THE 'BONEYARDS'
STARSHIP GRAVEYARD
ISHAKA-NEWAMI SYSTEM
TWENTY LIGHTYEARS FROM THE PERSEUS VEIL
OCTOBER 2188
"THEY FOUGHT THE BATTLE OF THE FOUR VEILS HERE," she told him as his ship made its way through the vast field of rubble. They slowly slid past an ancient fighter, and Kassidi could see the turian pilot still in his seat, still in his armor, hands on the controls. She shivered involuntarily at the sight. Soft music played, human music, nothing she recognized.
"I'm not familiar with that one," Black told her, keeping a close eye on his proximity sensors. There were a lot of ships out there, asari, turian, and ships not seen since the Rebellions – krogan-built warships. Behind him, Kassidi leaned back in her seat at the main computer access, and again adjusted the holo-window before her. Black's ship, which he called Virago, had no windows, an extravagance, he told her, "a simple mercenary" could hardly afford. It was a customized Alliance model, waggishly called "drifter-class' by its designers, three times the size of a Kodiak shuttle, roughly matching one of their mid-sized troop transports. It had a manual control scheme, and she'd been surprised by that. An actual yoke and steering system as an option to the standard interfaces. This thing could still be flown, even if the main interface went down. She had thought only quarians still used such 'antiquated' systems. The inside was utilitarian, his living space in the back comfortable, tasteful and well-supplied. It displayed all the indications of having an owner not only deeply cultured, but also enormously intelligent. Her quarters were smaller, but as tasteful, with small feminine touches that had her wondering what he actually used it for – and the room could be completely sealed, vented and scrubbed so she – if she so chose – could go suitless. She'd been again – pleasantly -surprised, and her regard for him went up another notch. The ship was also extremely well-armed, ably-shielded and fast.
Kassidi was also beginning to believe there was very little 'simple' about the human before her.
"It was during the krogan Rebellions. The Perseus Veil used to border on three other, rather smaller nebulas. A huge joint asari-turian taskforce engaged an equally large krogan fleet here. The battle raged for three weeks, and it's said that so much energy was released by the fighting, along with erupted and destroyed drive cores that the other three nebulas were dispersed." She ran a quick scan. "It's odd this place is so untouched."
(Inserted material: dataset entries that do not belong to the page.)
//! Thread Dump Core
//!
//! Parses JVM thread dump text, classifies threads by state, extracts reported
//! deadlock blocks and diffs two parsed dumps. The [`DumpAnalyzer`] wraps the
//! pure parser and comparator with guarded file access for tool bindings.

pub mod analyzer;
pub mod config;
pub mod error;
pub mod ops;
pub mod types;

// Re-export commonly used types
pub use analyzer::DumpAnalyzer;
pub use config::DumpConfig;
pub use error::{DumpError, ErrorKind};
pub use ops::diff::diff_analyses;
pub use ops::parse::parse_thread_dump;
pub use types::{
    AnalyzeRequest, CompareRequest, ComparisonReport, ComparisonResult, DeadlockNote,
    DeadlockRecord, DiffMode, ThreadDumpAnalysis, ThreadState,
};

/// Result type alias using DumpError
pub type Result<T> = std::result::Result<T, DumpError>;
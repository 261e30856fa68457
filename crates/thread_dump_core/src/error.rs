use std::fmt;
use std::path::PathBuf;
use thiserror::Error;

/// Machine-readable error classes surfaced to tool callers.
#[derive(Debug, Clone, Copy, PartialEq, Eq)]
pub enum ErrorKind {
    InvalidParams,
    InternalError,
}

impl ErrorKind {
    pub fn as_str(&self) -> &'static str {
        match self {
            ErrorKind::InvalidParams => "INVALID_PARAMS",
            ErrorKind::InternalError => "INTERNAL_ERROR",
        }
    }
}

impl fmt::Display for ErrorKind {
    fn fmt(&self, f: &mut fmt::Formatter<'_>) -> fmt::Result {
        f.write_str(self.as_str())
    }
}

const MIB: u64 = 1024 * 1024;

/// Whole mebibytes read as `10MB`; anything else is spelled out in bytes.
fn format_limit(limit: &u64) -> String {
    if *limit >= MIB && *limit % MIB == 0 {
        format!("{}MB", limit / MIB)
    } else {
        format!("{limit} bytes")
    }
}

#[derive(Error, Debug)]
pub enum DumpError {
    #[error("{0}")]
    InvalidParams(String),

    #[error("File not found: {}", .0.display())]
    NotFound(PathBuf),

    #[error("Path is a directory: {}", .0.display())]
    IsDirectory(PathBuf),

    #[error("File too large (>{}): {}", format_limit(.limit), .path.display())]
    TooLarge { path: PathBuf, size: u64, limit: u64 },

    #[error("Failed to read {}: {source}", .path.display())]
    Io {
        path: PathBuf,
        #[source]
        source: std::io::Error,
    },
}

impl DumpError {
    pub fn invalid_params(message: impl Into<String>) -> Self {
        Self::InvalidParams(message.into())
    }

    pub fn io(path: impl Into<PathBuf>, source: std::io::Error) -> Self {
        Self::Io {
            path: path.into(),
            source,
        }
    }

    pub fn kind(&self) -> ErrorKind {
        match self {
            DumpError::InvalidParams(_) | DumpError::NotFound(_) | DumpError::IsDirectory(_) => {
                ErrorKind::InvalidParams
            }
            DumpError::TooLarge { .. } | DumpError::Io { .. } => ErrorKind::InternalError,
        }
    }
}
"With the Perseus Veil that close? I can think of one reason why it's been left unmolested, although I'm surprised the quarians had left it alone." A crushed krogan warship drifted past. "…and the krogan."
"The geth presence likely explain all." Kassidi watched another shattered hulk go by, an asari lighter this time. "An odd place for a meeting, isn't it?"
"I trust the source." He glanced back at her. "Besides, where better to be discreet?"
Black readjusted his course slightly, thought about that source. He'd not heard from her in almost a decade. Using old code, she'd summoned him here, but left a mystery as to why. He either trusted her or he didn't. Black trusted very few, but those he did had earned that trust and then some. So they had diverted and come this way. He had the premonition that this and his mission for Reegar were tied together somehow. Things just seemed to work out that way.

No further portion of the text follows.